======== AVAILABLE DATA ========
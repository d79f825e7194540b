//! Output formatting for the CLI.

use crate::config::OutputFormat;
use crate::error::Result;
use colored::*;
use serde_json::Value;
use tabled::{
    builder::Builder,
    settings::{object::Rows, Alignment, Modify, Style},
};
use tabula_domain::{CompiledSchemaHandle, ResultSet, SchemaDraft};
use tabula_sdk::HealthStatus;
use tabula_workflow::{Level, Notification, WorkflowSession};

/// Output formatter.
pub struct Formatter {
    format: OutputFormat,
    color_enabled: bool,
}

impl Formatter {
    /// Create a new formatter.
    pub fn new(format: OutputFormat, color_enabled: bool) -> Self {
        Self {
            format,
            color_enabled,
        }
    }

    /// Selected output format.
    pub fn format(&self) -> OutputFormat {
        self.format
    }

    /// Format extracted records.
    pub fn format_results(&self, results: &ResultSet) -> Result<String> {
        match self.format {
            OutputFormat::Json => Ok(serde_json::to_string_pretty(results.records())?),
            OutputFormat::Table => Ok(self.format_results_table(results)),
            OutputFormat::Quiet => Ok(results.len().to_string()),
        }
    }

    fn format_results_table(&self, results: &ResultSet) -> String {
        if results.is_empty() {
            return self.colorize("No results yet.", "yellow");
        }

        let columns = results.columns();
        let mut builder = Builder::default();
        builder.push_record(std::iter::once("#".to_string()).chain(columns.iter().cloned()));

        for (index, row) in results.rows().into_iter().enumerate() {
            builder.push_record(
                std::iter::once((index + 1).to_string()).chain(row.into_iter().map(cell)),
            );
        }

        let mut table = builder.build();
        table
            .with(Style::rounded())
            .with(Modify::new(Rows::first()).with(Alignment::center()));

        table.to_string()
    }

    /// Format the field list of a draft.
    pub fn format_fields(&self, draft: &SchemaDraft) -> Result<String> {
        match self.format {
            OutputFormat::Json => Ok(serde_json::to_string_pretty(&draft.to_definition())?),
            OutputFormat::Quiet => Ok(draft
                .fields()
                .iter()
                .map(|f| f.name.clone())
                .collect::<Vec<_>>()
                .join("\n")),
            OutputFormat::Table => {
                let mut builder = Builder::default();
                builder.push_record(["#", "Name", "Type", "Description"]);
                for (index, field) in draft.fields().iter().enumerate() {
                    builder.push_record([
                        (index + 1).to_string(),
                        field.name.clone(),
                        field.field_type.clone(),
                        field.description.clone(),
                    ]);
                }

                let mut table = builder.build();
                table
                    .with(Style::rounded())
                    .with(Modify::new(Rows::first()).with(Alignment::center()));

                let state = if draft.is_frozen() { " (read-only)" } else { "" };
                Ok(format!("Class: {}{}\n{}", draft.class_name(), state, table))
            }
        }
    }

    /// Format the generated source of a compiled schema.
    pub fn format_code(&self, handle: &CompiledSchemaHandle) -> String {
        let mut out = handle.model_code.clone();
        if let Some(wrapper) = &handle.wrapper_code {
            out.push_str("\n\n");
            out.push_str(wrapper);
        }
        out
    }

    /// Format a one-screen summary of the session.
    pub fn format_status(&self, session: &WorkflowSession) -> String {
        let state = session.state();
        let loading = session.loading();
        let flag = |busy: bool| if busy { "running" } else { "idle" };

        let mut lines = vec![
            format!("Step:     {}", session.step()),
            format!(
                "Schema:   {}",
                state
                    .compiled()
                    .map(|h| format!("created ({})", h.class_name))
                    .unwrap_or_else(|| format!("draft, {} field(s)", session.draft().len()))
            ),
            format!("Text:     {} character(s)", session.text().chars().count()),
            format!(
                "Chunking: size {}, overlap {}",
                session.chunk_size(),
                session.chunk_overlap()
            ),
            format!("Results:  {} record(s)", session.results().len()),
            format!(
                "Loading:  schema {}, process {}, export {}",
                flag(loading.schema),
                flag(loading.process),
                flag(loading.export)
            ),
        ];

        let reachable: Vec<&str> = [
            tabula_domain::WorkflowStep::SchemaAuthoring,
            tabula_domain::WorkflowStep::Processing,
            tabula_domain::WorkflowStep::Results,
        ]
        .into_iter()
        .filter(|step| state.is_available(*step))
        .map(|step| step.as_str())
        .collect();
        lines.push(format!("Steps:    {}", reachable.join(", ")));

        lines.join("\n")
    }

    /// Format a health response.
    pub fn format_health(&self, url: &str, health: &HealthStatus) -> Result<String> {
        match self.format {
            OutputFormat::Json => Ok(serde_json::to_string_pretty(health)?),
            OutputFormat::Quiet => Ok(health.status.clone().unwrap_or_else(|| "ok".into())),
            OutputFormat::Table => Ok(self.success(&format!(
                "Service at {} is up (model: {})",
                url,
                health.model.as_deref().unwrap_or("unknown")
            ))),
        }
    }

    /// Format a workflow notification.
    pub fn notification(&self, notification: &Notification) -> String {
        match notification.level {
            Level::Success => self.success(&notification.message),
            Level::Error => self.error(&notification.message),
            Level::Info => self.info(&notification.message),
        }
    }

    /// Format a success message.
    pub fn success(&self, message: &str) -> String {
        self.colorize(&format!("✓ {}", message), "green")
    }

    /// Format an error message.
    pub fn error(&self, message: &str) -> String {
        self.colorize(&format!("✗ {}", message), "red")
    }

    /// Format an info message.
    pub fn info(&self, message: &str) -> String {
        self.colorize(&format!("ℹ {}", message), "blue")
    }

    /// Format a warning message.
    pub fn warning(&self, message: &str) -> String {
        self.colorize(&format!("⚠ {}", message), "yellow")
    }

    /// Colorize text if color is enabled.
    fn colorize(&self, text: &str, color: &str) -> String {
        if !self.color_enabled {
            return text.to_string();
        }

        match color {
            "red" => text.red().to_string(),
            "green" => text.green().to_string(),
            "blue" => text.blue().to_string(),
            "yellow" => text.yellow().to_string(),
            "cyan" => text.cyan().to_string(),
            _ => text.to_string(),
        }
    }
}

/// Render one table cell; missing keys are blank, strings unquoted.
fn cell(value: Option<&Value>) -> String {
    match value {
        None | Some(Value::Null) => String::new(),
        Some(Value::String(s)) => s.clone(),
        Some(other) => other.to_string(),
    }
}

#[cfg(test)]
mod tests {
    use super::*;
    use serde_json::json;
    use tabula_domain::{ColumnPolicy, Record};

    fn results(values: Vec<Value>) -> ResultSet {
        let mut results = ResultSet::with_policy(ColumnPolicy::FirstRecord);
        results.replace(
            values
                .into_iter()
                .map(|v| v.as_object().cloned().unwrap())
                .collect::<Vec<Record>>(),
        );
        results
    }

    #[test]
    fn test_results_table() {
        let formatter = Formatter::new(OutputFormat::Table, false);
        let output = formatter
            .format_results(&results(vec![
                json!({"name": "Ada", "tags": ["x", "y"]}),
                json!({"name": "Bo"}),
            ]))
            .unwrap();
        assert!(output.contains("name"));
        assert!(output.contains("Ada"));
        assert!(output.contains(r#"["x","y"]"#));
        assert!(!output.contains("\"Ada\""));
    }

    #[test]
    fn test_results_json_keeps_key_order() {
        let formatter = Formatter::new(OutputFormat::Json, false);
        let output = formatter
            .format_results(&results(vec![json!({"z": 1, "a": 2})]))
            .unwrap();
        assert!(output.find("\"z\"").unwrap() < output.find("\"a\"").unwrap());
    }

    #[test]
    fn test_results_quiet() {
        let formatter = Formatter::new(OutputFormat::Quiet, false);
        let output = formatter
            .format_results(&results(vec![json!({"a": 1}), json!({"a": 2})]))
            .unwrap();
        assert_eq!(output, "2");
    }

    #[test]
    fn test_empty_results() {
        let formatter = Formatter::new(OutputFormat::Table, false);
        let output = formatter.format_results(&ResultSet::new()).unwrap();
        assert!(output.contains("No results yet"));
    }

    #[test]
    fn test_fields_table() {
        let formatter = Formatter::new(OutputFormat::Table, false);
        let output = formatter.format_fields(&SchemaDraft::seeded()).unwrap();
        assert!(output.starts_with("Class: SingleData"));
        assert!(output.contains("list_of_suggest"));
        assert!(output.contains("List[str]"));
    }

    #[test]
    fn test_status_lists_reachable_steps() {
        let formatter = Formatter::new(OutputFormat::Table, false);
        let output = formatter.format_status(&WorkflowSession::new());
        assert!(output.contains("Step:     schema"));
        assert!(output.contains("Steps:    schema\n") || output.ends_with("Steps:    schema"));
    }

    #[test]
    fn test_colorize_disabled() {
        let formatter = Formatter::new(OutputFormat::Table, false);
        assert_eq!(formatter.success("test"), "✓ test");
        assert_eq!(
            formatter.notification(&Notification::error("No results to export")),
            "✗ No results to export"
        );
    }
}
========
| WHAT THE TASK ASKS |
Among the records above, a stretch begins at the line containing "OutputFormat::Quiet => Ok(draft" and ends at the line containing "let mut lines". Restate that stretch word for word, and nothing else.

| RESULT FOR THIS TASK |
            OutputFormat::Quiet => Ok(draft
                .fields()
                .iter()
                .map(|f| f.name.clone())
                .collect::<Vec<_>>()
                .join("\n")),
            OutputFormat::Table => {
                let mut builder = Builder::default();
                builder.push_record(["#", "Name", "Type", "Description"]);
                for (index, field) in draft.fields().iter().enumerate() {
                    builder.push_record([
                        (index + 1).to_string(),
                        field.name.clone(),
                        field.field_type.clone(),
                        field.description.clone(),
                    ]);
                }

                let mut table = builder.build();
                table
                    .with(Style::rounded())
                    .with(Modify::new(Rows::first()).with(Alignment::center()));

                let state = if draft.is_frozen() { " (read-only)" } else { "" };
                Ok(format!("Class: {}{}\n{}", draft.class_name(), state, table))
            }
        }
    }

    /// Format the generated source of a compiled schema.
    pub fn format_code(&self, handle: &CompiledSchemaHandle) -> String {
        let mut out = handle.model_code.clone();
        if let Some(wrapper) = &handle.wrapper_code {
            out.push_str("\n\n");
            out.push_str(wrapper);
        }
        out
    }

    /// Format a one-screen summary of the session.
    pub fn format_status(&self, session: &WorkflowSession) -> String {
        let state = session.state();
        let loading = session.loading();
        let flag = |busy: bool| if busy { "running" } else { "idle" };

        let mut lines = vec![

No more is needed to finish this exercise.